* Records contained in a dataset *
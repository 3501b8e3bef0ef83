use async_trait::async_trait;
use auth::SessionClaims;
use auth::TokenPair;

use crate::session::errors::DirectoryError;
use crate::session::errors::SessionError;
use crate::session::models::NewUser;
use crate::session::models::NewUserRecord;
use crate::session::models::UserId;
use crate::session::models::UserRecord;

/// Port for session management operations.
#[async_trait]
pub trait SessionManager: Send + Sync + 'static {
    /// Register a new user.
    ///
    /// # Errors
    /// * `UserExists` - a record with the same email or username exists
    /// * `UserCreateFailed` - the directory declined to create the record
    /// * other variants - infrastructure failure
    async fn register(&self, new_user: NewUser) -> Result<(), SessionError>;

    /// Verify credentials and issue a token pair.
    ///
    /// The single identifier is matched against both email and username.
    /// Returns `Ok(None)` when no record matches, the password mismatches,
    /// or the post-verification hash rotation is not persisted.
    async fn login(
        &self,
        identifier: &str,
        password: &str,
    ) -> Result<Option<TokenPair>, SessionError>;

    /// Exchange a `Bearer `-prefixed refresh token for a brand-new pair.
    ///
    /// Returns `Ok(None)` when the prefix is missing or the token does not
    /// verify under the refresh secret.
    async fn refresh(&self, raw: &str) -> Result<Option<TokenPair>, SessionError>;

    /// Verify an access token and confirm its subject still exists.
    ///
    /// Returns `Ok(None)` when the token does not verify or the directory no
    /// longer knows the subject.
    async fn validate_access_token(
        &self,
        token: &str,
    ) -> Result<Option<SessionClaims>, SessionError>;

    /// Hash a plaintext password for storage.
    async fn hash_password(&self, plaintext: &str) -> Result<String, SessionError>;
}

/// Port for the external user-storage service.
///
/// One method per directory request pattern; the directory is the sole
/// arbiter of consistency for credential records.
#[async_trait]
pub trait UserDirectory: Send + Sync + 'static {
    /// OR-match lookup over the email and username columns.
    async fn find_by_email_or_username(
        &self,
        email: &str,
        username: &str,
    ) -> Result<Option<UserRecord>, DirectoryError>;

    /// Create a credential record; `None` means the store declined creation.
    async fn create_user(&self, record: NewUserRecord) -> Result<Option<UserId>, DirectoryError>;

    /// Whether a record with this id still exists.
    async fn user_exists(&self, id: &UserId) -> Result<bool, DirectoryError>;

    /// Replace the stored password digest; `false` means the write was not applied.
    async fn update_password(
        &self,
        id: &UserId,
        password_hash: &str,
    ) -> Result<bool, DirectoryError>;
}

* Task requirements *
Starting from the first line of the records above, retype each line exactly up to and including the one that contains "and username columns.", and nothing more.

* Output of the task *
repository 3501b8e3bef0ef83
use async_trait::async_trait;
use auth::SessionClaims;
use auth::TokenPair;

use crate::session::errors::DirectoryError;
use crate::session::errors::SessionError;
use crate::session::models::NewUser;
use crate::session::models::NewUserRecord;
use crate::session::models::UserId;
use crate::session::models::UserRecord;

/// Port for session management operations.
#[async_trait]
pub trait SessionManager: Send + Sync + 'static {
    /// Register a new user.
    ///
    /// # Errors
    /// * `UserExists` - a record with the same email or username exists
    /// * `UserCreateFailed` - the directory declined to create the record
    /// * other variants - infrastructure failure
    async fn register(&self, new_user: NewUser) -> Result<(), SessionError>;

    /// Verify credentials and issue a token pair.
    ///
    /// The single identifier is matched against both email and username.
    /// Returns `Ok(None)` when no record matches, the password mismatches,
    /// or the post-verification hash rotation is not persisted.
    async fn login(
        &self,
        identifier: &str,
        password: &str,
    ) -> Result<Option<TokenPair>, SessionError>;

    /// Exchange a `Bearer `-prefixed refresh token for a brand-new pair.
    ///
    /// Returns `Ok(None)` when the prefix is missing or the token does not
    /// verify under the refresh secret.
    async fn refresh(&self, raw: &str) -> Result<Option<TokenPair>, SessionError>;

    /// Verify an access token and confirm its subject still exists.
    ///
    /// Returns `Ok(None)` when the token does not verify or the directory no
    /// longer knows the subject.
    async fn validate_access_token(
        &self,
        token: &str,
    ) -> Result<Option<SessionClaims>, SessionError>;

    /// Hash a plaintext password for storage.
    async fn hash_password(&self, plaintext: &str) -> Result<String, SessionError>;
}

/// Port for the external user-storage service.
///
/// One method per directory request pattern; the directory is the sole
/// arbiter of consistency for credential records.
#[async_trait]
pub trait UserDirectory: Send + Sync + 'static {
    /// OR-match lookup over the email and username columns.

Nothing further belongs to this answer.